There is a cliche that makes its way into almost every review of a new Lincoln book: "one wonders what can possibly be left to write about." (The cliche is persistent enough to appear twice on this one page of Amazon reviews!). This question is ritually invoked in a new Washington Times review of "Lincoln's Sanctuary: Abraham Lincoln and the Soldiers' Home" by Matthew Pinsker.

There are large matters to write about Lincoln that have hardly been covered at all. There is the matter of his dark side expressed in violent and abusive behavior, featured in a new book by Lincoln scholar Michael Burlingame. There is the matter of his rage attacks being pharmacologically induced, and his risky decision to stop medicating himself with antidepressants as the war got underway. There is the fascinating issue of his day-to-day management style, which has yet to be documented and has tremendous potential impact on how we view his management of the war as a whole.

Finally, there is the business of Lincoln's possible homosexuality, an ironclad fact to members of the Log Cabin Republican organization. The basis of the Gay Abe claims revolve around the excessive time spent the Soldier's home in the company of two young men, one of whom was repeatedly invited to share his bed.

I am not sure what Pinsker makes of this. The review suggests that he proposes this was a common arrangement at the time. Common, perhaps, in country inns; McClellan, for one, tells how he and Lincoln shared beds travelling the county court circuits before the war while on railroad business together. Necessity is implied.

In the Soldier's Home, the necessity is not clear, and so the behavior is strange; Lincoln had a cottage at his disposal. He often stayed there without his family. He stayed there so much I often wondered about it despite being fobbed off by biographies referring to the cooler air and the country charm.

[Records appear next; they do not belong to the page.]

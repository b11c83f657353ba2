use std::{fs, path::Path};

use indexmap::{IndexMap, IndexSet};
use serde::Deserialize;
use thiserror::Error;

use crate::{
    catalog,
    graph::{EdgeSpec, GraphError, KnowledgeGraph},
    ranges::{Gender, ReferenceRange, ReferenceSpec},
};

/// Errors raised while building a [`LabConfig`].
#[derive(Debug, Error)]
pub enum ConfigError {
    /// Overlay file could not be read.
    #[error("reading config {path}: {source}")]
    Io {
        /// File path.
        path: String,
        /// Underlying error.
        source: std::io::Error,
    },
    /// Overlay document is not valid TOML for this schema.
    #[error("parsing config: {0}")]
    Parse(#[from] toml::de::Error),
    /// A prior outside [0, 1].
    #[error("prior for {cause} is {value}, expected a value in [0, 1]")]
    InvalidPrior {
        /// Cause name.
        cause: String,
        /// Offending prior.
        value: f64,
    },
    /// A malformed reference range.
    #[error("reference range for {parameter}: {reason}")]
    InvalidRange {
        /// Parameter name.
        parameter: String,
        /// What is wrong with it.
        reason: String,
    },
    /// The edge table does not form a valid graph.
    #[error(transparent)]
    Graph(#[from] GraphError),
}

/// Read-only clinical configuration shared by every pipeline stage.
///
/// Built once at startup and passed by reference; nothing mutates it afterwards.
#[derive(Debug, Clone)]
pub struct LabConfig {
    aliases: IndexMap<String, String>,
    acronyms: IndexSet<String>,
    metadata_keys: IndexSet<String>,
    key_parameters: Vec<String>,
    reference_ranges: IndexMap<String, ReferenceSpec>,
    priors: IndexMap<String, f64>,
    edges: Vec<EdgeSpec>,
    forbidden_terms: Vec<String>,
}

/// Optional TOML document layered on top of the built-in catalogue.
///
/// Maps replace entries with the same key; lists are appended.
#[derive(Debug, Default, Deserialize)]
#[serde(deny_unknown_fields)]
struct ConfigOverlay {
    #[serde(default)]
    acronyms: Vec<String>,
    #[serde(default)]
    key_parameters: Vec<String>,
    #[serde(default)]
    forbidden_terms: Vec<String>,
    #[serde(default)]
    aliases: IndexMap<String, String>,
    #[serde(default)]
    priors: IndexMap<String, f64>,
    #[serde(default)]
    reference_ranges: IndexMap<String, ReferenceSpec>,
    #[serde(default)]
    edges: Vec<EdgeSpec>,
}

impl LabConfig {
    /// The built-in catalogue.
    #[must_use]
    pub fn builtin() -> Self {
        Self {
            aliases: catalog::ALIASES
                .iter()
                .map(|(raw, canonical)| ((*raw).to_string(), (*canonical).to_string()))
                .collect(),
            acronyms: catalog::ACRONYMS.iter().map(|s| (*s).to_string()).collect(),
            metadata_keys: catalog::METADATA_KEYS.iter().map(|s| (*s).to_string()).collect(),
            key_parameters: catalog::KEY_PARAMETERS.iter().map(|s| (*s).to_string()).collect(),
            reference_ranges: catalog::reference_ranges().into_iter().collect(),
            priors: catalog::PRIORS
                .iter()
                .map(|(cause, prior)| ((*cause).to_string(), *prior))
                .collect(),
            edges: catalog::EDGES
                .iter()
                .map(|(source, relation, target, weight)| {
                    EdgeSpec::new(*source, *relation, *target, *weight)
                })
                .collect(),
            forbidden_terms: catalog::FORBIDDEN_TERMS.iter().map(|s| (*s).to_string()).collect(),
        }
    }

    /// Built-in catalogue overlaid with a TOML document.
    pub fn from_toml_str(raw: &str) -> Result<Self, ConfigError> {
        let overlay: ConfigOverlay = toml::from_str(raw)?;
        let mut config = Self::builtin();
        config.apply(overlay);
        config.validate()?;
        Ok(config)
    }

    /// Built-in catalogue overlaid with a TOML file.
    pub fn from_toml_path(path: impl AsRef<Path>) -> Result<Self, ConfigError> {
        let path = path.as_ref();
        let raw = fs::read_to_string(path).map_err(|source| ConfigError::Io {
            path: path.display().to_string(),
            source,
        })?;
        Self::from_toml_str(&raw)
    }

    fn apply(&mut self, overlay: ConfigOverlay) {
        self.aliases.extend(
            overlay
                .aliases
                .into_iter()
                .map(|(raw, canonical)| (raw.to_ascii_lowercase(), canonical)),
        );
        self.acronyms.extend(
            overlay
                .acronyms
                .into_iter()
                .map(|token| token.to_ascii_lowercase()),
        );
        for param in overlay.key_parameters {
            if !self.key_parameters.contains(&param) {
                self.key_parameters.push(param);
            }
        }
        self.reference_ranges.extend(overlay.reference_ranges);
        self.priors.extend(overlay.priors);
        self.edges.extend(overlay.edges);
        self.forbidden_terms.extend(overlay.forbidden_terms);
    }

    /// Checks priors, ranges, and the edge table.
    pub fn validate(&self) -> Result<(), ConfigError> {
        if let Some((cause, value)) = self
            .priors
            .iter()
            .find(|(_, p)| !(0.0..=1.0).contains(*p))
        {
            return Err(ConfigError::InvalidPrior {
                cause: cause.clone(),
                value: *value,
            });
        }
        for (parameter, spec) in &self.reference_ranges {
            if let Some(reason) = spec.problem() {
                return Err(ConfigError::InvalidRange {
                    parameter: parameter.clone(),
                    reason,
                });
            }
        }
        self.knowledge_graph()?;
        Ok(())
    }

    /// Builds the evidence graph from the configured edge table.
    pub fn knowledge_graph(&self) -> Result<KnowledgeGraph, GraphError> {
        KnowledgeGraph::from_edges(self.edges.iter().cloned())
    }

    /// Canonical name registered for a lower-cased normalized header.
    #[must_use]
    pub fn alias(&self, normalized_lower: &str) -> Option<&str> {
        self.aliases.get(normalized_lower).map(String::as_str)
    }

    /// True when `token` is upper-cased in canonical names.
    #[must_use]
    pub fn is_acronym(&self, token: &str) -> bool {
        self.acronyms.contains(&token.to_ascii_lowercase())
    }

    /// True when `key` names report metadata rather than a measurement.
    #[must_use]
    pub fn is_metadata_key(&self, key: &str) -> bool {
        self.metadata_keys.contains(&key.to_ascii_lowercase())
    }

    /// Parameters whose status flags feed observations.
    #[must_use]
    pub fn key_parameters(&self) -> &[String] {
        &self.key_parameters
    }

    /// Resolved reference range for a parameter and patient gender.
    #[must_use]
    pub fn reference_range(&self, parameter: &str, gender: Option<Gender>) -> Option<ReferenceRange> {
        self.reference_ranges
            .get(parameter)
            .and_then(|spec| spec.resolve(gender))
    }

    /// Cause priors.
    #[must_use]
    pub const fn priors(&self) -> &IndexMap<String, f64> {
        &self.priors
    }

    /// Declarative edge table.
    #[must_use]
    pub fn edges(&self) -> &[EdgeSpec] {
        &self.edges
    }

    /// Phrases the output guardrail redacts.
    #[must_use]
    pub fn forbidden_terms(&self) -> &[String] {
        &self.forbidden_terms
    }
}

impl Default for LabConfig {
    fn default() -> Self {
        Self::builtin()
    }
}

#[cfg(test)]
mod tests {
    use super::*;

    #[test]
    fn builtin_catalogue_is_valid() {
        let config = LabConfig::builtin();
        config.validate().unwrap();
        assert_eq!(config.alias("hgb"), Some("Hemoglobin"));
        assert!(config.is_acronym("HDL"));
        assert!(config.is_metadata_key("Patient_ID"));
        assert!(config.key_parameters().iter().any(|p| p == "MCV"));
        assert!(!config.knowledge_graph().unwrap().is_empty());
    }

    #[test]
    fn resolves_sex_specific_ranges() {
        let config = LabConfig::builtin();
        let female = config.reference_range("Hemoglobin", Some(Gender::Female)).unwrap();
        assert_eq!((female.low, female.high), (12.0, 15.5));
        let unknown = config.reference_range("Hemoglobin", None).unwrap();
        assert_eq!(unknown.low, 13.5);
        assert!(config.reference_range("Mystery", None).is_none());
    }

    #[test]
    fn overlay_extends_catalogue() {
        let raw = r#"
            acronyms = ["ggtp"]
            forbidden_terms = ["start warfarin"]

            [aliases]
            "Gamma_GT" = "GGTP"

            [priors]
            Liver_Injury = 0.2

            [reference_ranges.GGTP]
            unit = "U/L"
            low = 8.0
            high = 61.0

            [[edges]]
            source = "GGTP_HIGH"
            relation = "possible_cause"
            target = "Liver_Injury"
            weight = 0.5
        "#;
        let config = LabConfig::from_toml_str(raw).unwrap();
        assert_eq!(config.alias("gamma_gt"), Some("GGTP"));
        assert!(config.is_acronym("ggtp"));
        assert_eq!(config.priors()["Liver_Injury"], 0.2);
        assert_eq!(config.reference_range("GGTP", None).unwrap().high, 61.0);
        assert!(config.forbidden_terms().iter().any(|t| t == "start warfarin"));
        let graph = config.knowledge_graph().unwrap();
        assert_eq!(graph.query("GGTP_HIGH").count(), 1);
    }

    #[test]
    fn overlay_rejects_invalid_values() {
        let err = LabConfig::from_toml_str("[priors]\nIron_Deficiency = 2.0\n").unwrap_err();
        assert!(matches!(err, ConfigError::InvalidPrior { .. }));

        let err = LabConfig::from_toml_str(
            "[[edges]]\nsource = \"A_LOW\"\nrelation = \"r\"\ntarget = \"B\"\nweight = 0.0\n",
        )
        .unwrap_err();
        assert!(matches!(err, ConfigError::Graph(_)));

        let err = LabConfig::from_toml_str("[reference_ranges.X]\nlow = 3.0\nhigh = 1.0\n").unwrap_err();
        assert!(matches!(err, ConfigError::InvalidRange { .. }));

        assert!(matches!(
            LabConfig::from_toml_str("unknown_key = 1").unwrap_err(),
            ConfigError::Parse(_)
        ));
    }
}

What were his relations with Capt. David Derickson and Capt. Henry Crotzer? Why these evening together "when Mary was away"? I would put this into a much broader context than mere sex and say that despite the floods of Lincoln books, we do not understand the emotional basis of any of his important personal friendships.

Some readers will say that Lincoln's friendships, sexual or otherwise, make no difference to history. In fact, they may be key in trying to understand an historical figure. And no reasonable person who has waded the shallows of Lincoln lit can say "One wonders what can possibly be left to write about."